As pessoas intersexo na Europa enfrentam níveis desproporcionalmente elevados de violência e discriminação. A desinformação e o discurso de ódio online alimentam os abusos.
As pessoas intersexo - com caraterísticas biológicas que não se enquadram nos padrões típicos masculinos ou femininos, ou com traços de ambos - enfrentam níveis crescentes de violência e assédio na Europa, segundo o último relatório da Agência dos Direitos Fundamentais da União Europeia.
Cerca de um terço das pessoas intersexuais na Europa (34%) relataram ter sido agredidas física ou sexualmente nos cinco anos anteriores à realização do inquérito, o que representa um aumento acentuado em relação a 2019 (22%). Esta taxa é três vezes superior à registada para as pessoas LGBTIQ em geral.
Os níveis mais elevados de experiências violentas foram relatados pelos inquiridos na Áustria (45%), na Espanha (42%) e na Irlanda (41%). No lado oposto do espetro estão a Finlândia (28%) e a Chéquia (25%), que registam os níveis mais baixos.
Quase metade dos inquiridos intersexuais afirmam que, no último ano, viram, muitas vezes ou sempre, apelos online à violência contra pessoas LGBTIQ com mais frequência do que outros grupos inquiridos (por exemplo, ameaças de morte, violação e espancamento).
O relatório afirma que a "desinformação" e as "campanhas online de discurso de ódio anti-LGBTIQ" alimentam a ignorância da população em geral sobre as pessoas intersexo e trans, espalhando o ódio e os apelos à violência contra esta camada da população.
Práticas de conversão
O inquérito também revelou que quase 40% das pessoas intersexo na Europa foram forçadas a submeter-se a práticas de "conversão", em comparação com 25% das pessoas de outras comunidades LGBTIQ.
Trata-se de qualquer tratamento ou intervenção destinada a alterar a orientação sexual ou a identidade de género de uma pessoa.
As pessoas intersexo foram mais frequentemente sujeitas a práticas de "conversão" na Suécia (59%), enquanto a prevalência foi mais baixa na Bélgica e na Roménia (29%).
A humilhação verbal está no topo da lista de abusos (26%), seguida da pressão familiar (16%), da violência física (8%) e da violência sexual (4%). Estas taxas são também mais elevadas em comparação com outros grupos LGBTIQ.

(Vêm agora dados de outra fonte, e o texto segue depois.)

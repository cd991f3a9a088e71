//! Interval value types and the `HH:MM` <-> minutes conversions.
//!
//! Busy intervals cross the crate boundary in zero-padded `HH:MM` form. All
//! arithmetic happens on [`FreeInterval`], which stores minutes since midnight
//! (`hour * 60 + minute`), so every valid `HH:MM` string round-trips exactly.

use std::fmt;

use serde::{Deserialize, Serialize};

use crate::error::{MutualError, Result};

/// Number of minutes in a day. Valid minute values are `0..MINUTES_PER_DAY`.
pub const MINUTES_PER_DAY: u32 = 24 * 60;

/// An occupied block of time on a single day, in `HH:MM` form.
///
/// This is also the shape of the free windows handed back to callers by
/// [`crate::availability::AvailabilityContext::availability_for`].
#[derive(Debug, Clone, PartialEq, Eq, Serialize, Deserialize)]
pub struct BusyInterval {
    pub start: String,
    pub end: String,
}

impl BusyInterval {
    /// Build a busy interval, validating both bounds and `start < end`.
    pub fn new(start: impl Into<String>, end: impl Into<String>) -> Result<Self> {
        let interval = Self {
            start: start.into(),
            end: end.into(),
        };
        let minutes = interval.to_free()?;
        if minutes.start >= minutes.end {
            return Err(MutualError::InvalidInterval {
                start: interval.start,
                end: interval.end,
            });
        }
        Ok(interval)
    }

    /// Convert to the integer representation.
    pub fn to_free(&self) -> Result<FreeInterval> {
        Ok(FreeInterval {
            start: to_minutes(&self.start)?,
            end: to_minutes(&self.end)?,
        })
    }
}

impl fmt::Display for BusyInterval {
    fn fmt(&self, f: &mut fmt::Formatter<'_>) -> fmt::Result {
        write!(f, "{} - {}", self.start, self.end)
    }
}

/// A busy interval tagged with the record it came from.
#[derive(Debug, Clone, PartialEq, Eq, Serialize, Deserialize)]
pub struct CalendarEvent {
    pub id: u64,
    /// Calendar date, `YYYY-MM-DD`.
    pub date: String,
    pub interval: BusyInterval,
}

impl From<CalendarEvent> for BusyInterval {
    fn from(event: CalendarEvent) -> Self {
        event.interval
    }
}

/// A free window in minutes since midnight. `start <= end`.
#[derive(Debug, Clone, Copy, PartialEq, Eq, PartialOrd, Ord, Hash, Serialize, Deserialize)]
pub struct FreeInterval {
    pub start: u32,
    pub end: u32,
}

impl FreeInterval {
    pub fn new(start: u32, end: u32) -> Self {
        debug_assert!(start <= end, "free interval {start}..{end} is inverted");
        Self { start, end }
    }

    pub fn duration_minutes(&self) -> u32 {
        self.end.saturating_sub(self.start)
    }

    /// True for zero-width intervals, which appear when two busy blocks touch.
    pub fn is_degenerate(&self) -> bool {
        self.start == self.end
    }

    /// Convert back to the `HH:MM` boundary form.
    pub fn to_busy(&self) -> Result<BusyInterval> {
        Ok(BusyInterval {
            start: to_hhmm(self.start)?,
            end: to_hhmm(self.end)?,
        })
    }
}

/// The daily bound inside which availability is computed.
///
/// Validated on construction; stored in minutes.
#[derive(Debug, Clone, Copy, PartialEq, Eq, Serialize, Deserialize)]
#[serde(try_from = "RawWorkingHours", into = "RawWorkingHours")]
pub struct WorkingHours {
    start: u32,
    end: u32,
}

#[derive(Serialize, Deserialize)]
struct RawWorkingHours {
    start: String,
    end: String,
}

impl WorkingHours {
    pub fn new(start: &str, end: &str) -> Result<Self> {
        let start_minutes = to_minutes(start)?;
        let end_minutes = to_minutes(end)?;
        if start_minutes >= end_minutes {
            return Err(MutualError::InvalidWorkingHours {
                start: start.to_string(),
                end: end.to_string(),
            });
        }
        Ok(Self {
            start: start_minutes,
            end: end_minutes,
        })
    }

    pub fn start(&self) -> u32 {
        self.start
    }

    pub fn end(&self) -> u32 {
        self.end
    }

    /// The whole working day as a single free interval.
    pub fn bounds(&self) -> FreeInterval {
        FreeInterval::new(self.start, self.end)
    }
}

/// 13:00-21:00 UTC.
impl Default for WorkingHours {
    fn default() -> Self {
        Self {
            start: 13 * 60,
            end: 21 * 60,
        }
    }
}

impl TryFrom<RawWorkingHours> for WorkingHours {
    type Error = MutualError;

    fn try_from(raw: RawWorkingHours) -> Result<Self> {
        Self::new(&raw.start, &raw.end)
    }
}

impl From<WorkingHours> for RawWorkingHours {
    fn from(hours: WorkingHours) -> Self {
        // Both bounds were validated on construction, so they are in range.
        let render = |m: u32| format!("{:02}:{:02}", m / 60, m % 60);
        Self {
            start: render(hours.start),
            end: render(hours.end),
        }
    }
}

impl fmt::Display for WorkingHours {
    fn fmt(&self, f: &mut fmt::Formatter<'_>) -> fmt::Result {
        write!(
            f,
            "{:02}:{:02}-{:02}:{:02}",
            self.start / 60,
            self.start % 60,
            self.end / 60,
            self.end % 60
        )
    }
}

/// Parse a zero-padded `HH:MM` string into minutes since midnight.
///
/// # Errors
/// Returns `MutualError::InvalidTimeFormat` unless the input is exactly two
/// hour digits (`00`-`23`), a colon, and two minute digits (`00`-`59`).
pub fn to_minutes(time: &str) -> Result<u32> {
    let invalid = || MutualError::InvalidTimeFormat(time.to_string());

    let bytes = time.as_bytes();
    if bytes.len() != 5 || bytes[2] != b':' {
        return Err(invalid());
    }
    let digit = |b: u8| -> Result<u32> {
        if b.is_ascii_digit() {
            Ok(u32::from(b - b'0'))
        } else {
            Err(invalid())
        }
    };
    let hour = digit(bytes[0])? * 10 + digit(bytes[1])?;
    let minute = digit(bytes[3])? * 10 + digit(bytes[4])?;
    if hour > 23 || minute > 59 {
        return Err(invalid());
    }
    Ok(hour * 60 + minute)
}

/// Render minutes since midnight as zero-padded `HH:MM`.
///
/// # Errors
/// Returns `MutualError::MinutesOutOfRange` for values past the end of the day.
pub fn to_hhmm(minutes: u32) -> Result<String> {
    if minutes >= MINUTES_PER_DAY {
        return Err(MutualError::MinutesOutOfRange(minutes));
    }
    Ok(format!("{:02}:{:02}", minutes / 60, minutes % 60))
}

/// Whether `a` lies entirely within `b`.
pub fn is_in_range(a: &FreeInterval, b: &FreeInterval) -> bool {
    b.start <= a.start && a.end <= b.end
}

/// Whether `point` falls within `interval`, inclusive on both ends.
pub fn is_in_between(point: u32, interval: &FreeInterval) -> bool {
    interval.start <= point && point <= interval.end
}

Mutilação genital intersexo
Também designada por cirurgias "normalizadoras do sexo", a mutilação genital intersexo é uma intervenção médica que é frequentemente realizada na infância "para tentar enquadrar a criança nas categorias binárias (masculino ou feminino) de marcadores de género dos documentos oficiais e registos de nascimento", refere a agência dos direitos humanos da UE.
De acordo com o relatório, "são muitas vezes desnecessárias e não são efetuadas para evitar uma ameaça iminente à vida ou danos graves iminentes à saúde física".
Mais de metade (57%) dos inquiridos intersexuais afirmam que nem eles nem os seus pais deram o seu consentimento informado antes da cirurgia ou do tratamento hormonal para modificar as suas características sexuais.
Estes procedimentos foram mais registados nos Países Baixos (37%), na França (32%) e na Alemanha (32%). As taxas mais baixas foram registadas na Roménia (14%), na Chéquia (14%) e na Itália (14%).
As pessoas intersexo que se identificam como mulheres trans ou homens trans, não binárias e de género diverso, e as que vivem com uma deficiência ou pertencem a uma minoria étnica enfrentam taxas ainda mais elevadas de violência, assédio e discriminação.
O relatório baseou-se nas respostas de 1.920 pessoas intersexo em 30 países da Europa.